> **Exercise prompt**: If a line below contains the string "corrupt", return that line.

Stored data
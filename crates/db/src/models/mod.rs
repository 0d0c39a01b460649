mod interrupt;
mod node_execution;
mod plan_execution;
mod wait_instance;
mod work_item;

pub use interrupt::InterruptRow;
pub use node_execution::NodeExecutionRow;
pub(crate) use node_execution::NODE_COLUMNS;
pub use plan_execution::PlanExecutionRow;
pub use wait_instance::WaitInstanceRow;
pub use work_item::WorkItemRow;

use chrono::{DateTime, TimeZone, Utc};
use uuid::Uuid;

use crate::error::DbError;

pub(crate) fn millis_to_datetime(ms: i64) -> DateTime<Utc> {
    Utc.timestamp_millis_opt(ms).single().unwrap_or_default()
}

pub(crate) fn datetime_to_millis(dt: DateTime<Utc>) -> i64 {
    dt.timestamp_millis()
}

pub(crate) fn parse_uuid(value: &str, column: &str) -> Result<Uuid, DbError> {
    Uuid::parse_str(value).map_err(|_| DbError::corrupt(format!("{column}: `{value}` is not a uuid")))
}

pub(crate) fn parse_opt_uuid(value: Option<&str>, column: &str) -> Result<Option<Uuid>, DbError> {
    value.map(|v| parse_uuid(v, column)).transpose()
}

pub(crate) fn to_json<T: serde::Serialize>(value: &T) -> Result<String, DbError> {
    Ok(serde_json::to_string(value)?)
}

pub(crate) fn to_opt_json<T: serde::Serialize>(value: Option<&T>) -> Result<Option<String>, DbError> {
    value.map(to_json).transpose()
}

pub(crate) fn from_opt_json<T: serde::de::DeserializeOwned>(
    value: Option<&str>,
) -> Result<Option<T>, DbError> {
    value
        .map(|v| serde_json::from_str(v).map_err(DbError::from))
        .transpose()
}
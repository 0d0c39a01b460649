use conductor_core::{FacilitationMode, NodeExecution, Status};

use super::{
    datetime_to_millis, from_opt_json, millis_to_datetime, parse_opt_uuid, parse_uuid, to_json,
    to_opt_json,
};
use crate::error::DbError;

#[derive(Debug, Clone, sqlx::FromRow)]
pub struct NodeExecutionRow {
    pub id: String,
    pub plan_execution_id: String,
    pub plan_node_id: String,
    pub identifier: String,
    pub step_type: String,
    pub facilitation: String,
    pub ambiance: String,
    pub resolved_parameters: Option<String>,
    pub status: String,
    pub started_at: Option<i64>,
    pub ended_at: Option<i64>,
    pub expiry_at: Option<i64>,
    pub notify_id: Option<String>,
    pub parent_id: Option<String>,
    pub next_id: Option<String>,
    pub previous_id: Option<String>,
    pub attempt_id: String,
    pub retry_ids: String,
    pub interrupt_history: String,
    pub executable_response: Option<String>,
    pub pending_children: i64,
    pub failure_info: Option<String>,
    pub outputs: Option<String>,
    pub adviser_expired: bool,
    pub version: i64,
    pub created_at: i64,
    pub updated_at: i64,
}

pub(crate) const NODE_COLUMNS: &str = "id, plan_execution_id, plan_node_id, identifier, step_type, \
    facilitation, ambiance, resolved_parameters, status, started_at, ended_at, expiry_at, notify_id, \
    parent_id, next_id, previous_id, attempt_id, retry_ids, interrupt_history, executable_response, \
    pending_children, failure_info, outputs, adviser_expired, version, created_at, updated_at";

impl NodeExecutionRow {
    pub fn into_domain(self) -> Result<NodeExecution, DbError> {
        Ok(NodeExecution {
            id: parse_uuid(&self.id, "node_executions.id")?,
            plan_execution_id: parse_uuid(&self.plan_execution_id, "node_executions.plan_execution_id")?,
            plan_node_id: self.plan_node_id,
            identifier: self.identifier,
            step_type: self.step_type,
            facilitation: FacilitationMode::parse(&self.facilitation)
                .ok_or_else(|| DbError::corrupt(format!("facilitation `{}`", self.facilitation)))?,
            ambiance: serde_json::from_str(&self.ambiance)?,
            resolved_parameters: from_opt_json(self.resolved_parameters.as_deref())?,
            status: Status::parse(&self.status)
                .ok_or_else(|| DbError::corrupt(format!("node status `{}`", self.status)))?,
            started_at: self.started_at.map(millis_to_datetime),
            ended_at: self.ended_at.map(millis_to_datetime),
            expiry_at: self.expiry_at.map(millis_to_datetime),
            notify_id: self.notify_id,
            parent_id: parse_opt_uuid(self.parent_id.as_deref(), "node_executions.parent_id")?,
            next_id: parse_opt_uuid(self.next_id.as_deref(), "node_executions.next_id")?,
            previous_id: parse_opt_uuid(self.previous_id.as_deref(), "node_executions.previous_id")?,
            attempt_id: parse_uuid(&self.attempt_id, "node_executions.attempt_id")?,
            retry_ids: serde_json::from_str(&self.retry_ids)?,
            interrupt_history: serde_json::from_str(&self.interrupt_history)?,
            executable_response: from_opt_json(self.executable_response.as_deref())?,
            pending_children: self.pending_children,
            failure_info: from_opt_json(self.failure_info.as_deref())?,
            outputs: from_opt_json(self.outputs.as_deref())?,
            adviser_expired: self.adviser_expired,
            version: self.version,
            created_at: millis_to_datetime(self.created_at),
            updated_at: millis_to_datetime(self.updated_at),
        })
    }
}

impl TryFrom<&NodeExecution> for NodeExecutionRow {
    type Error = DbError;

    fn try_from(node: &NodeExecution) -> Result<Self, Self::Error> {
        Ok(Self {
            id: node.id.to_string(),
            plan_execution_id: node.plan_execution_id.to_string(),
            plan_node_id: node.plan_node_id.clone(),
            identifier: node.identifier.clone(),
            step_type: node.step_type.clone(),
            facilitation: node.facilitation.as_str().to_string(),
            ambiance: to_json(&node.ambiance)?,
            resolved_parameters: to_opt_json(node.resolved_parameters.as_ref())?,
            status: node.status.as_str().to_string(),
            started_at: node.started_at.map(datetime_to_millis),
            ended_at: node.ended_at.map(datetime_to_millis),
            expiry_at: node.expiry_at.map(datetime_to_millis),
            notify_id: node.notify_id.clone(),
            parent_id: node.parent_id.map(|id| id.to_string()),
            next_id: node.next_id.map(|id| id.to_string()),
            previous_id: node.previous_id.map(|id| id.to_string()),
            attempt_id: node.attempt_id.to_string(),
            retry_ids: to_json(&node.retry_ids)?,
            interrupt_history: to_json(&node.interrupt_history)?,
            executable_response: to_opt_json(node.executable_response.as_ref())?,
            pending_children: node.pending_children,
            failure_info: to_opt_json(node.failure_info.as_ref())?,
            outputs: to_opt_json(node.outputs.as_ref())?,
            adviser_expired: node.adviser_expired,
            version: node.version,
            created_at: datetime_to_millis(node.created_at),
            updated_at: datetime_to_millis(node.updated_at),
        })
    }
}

> **Result of the exercise**:
    Uuid::parse_str(value).map_err(|_| DbError::corrupt(format!("{column}: `{value}` is not a uuid")))
                .ok_or_else(|| DbError::corrupt(format!("facilitation `{}`", self.facilitation)))?,
                .ok_or_else(|| DbError::corrupt(format!("node status `{}`", self.status)))?,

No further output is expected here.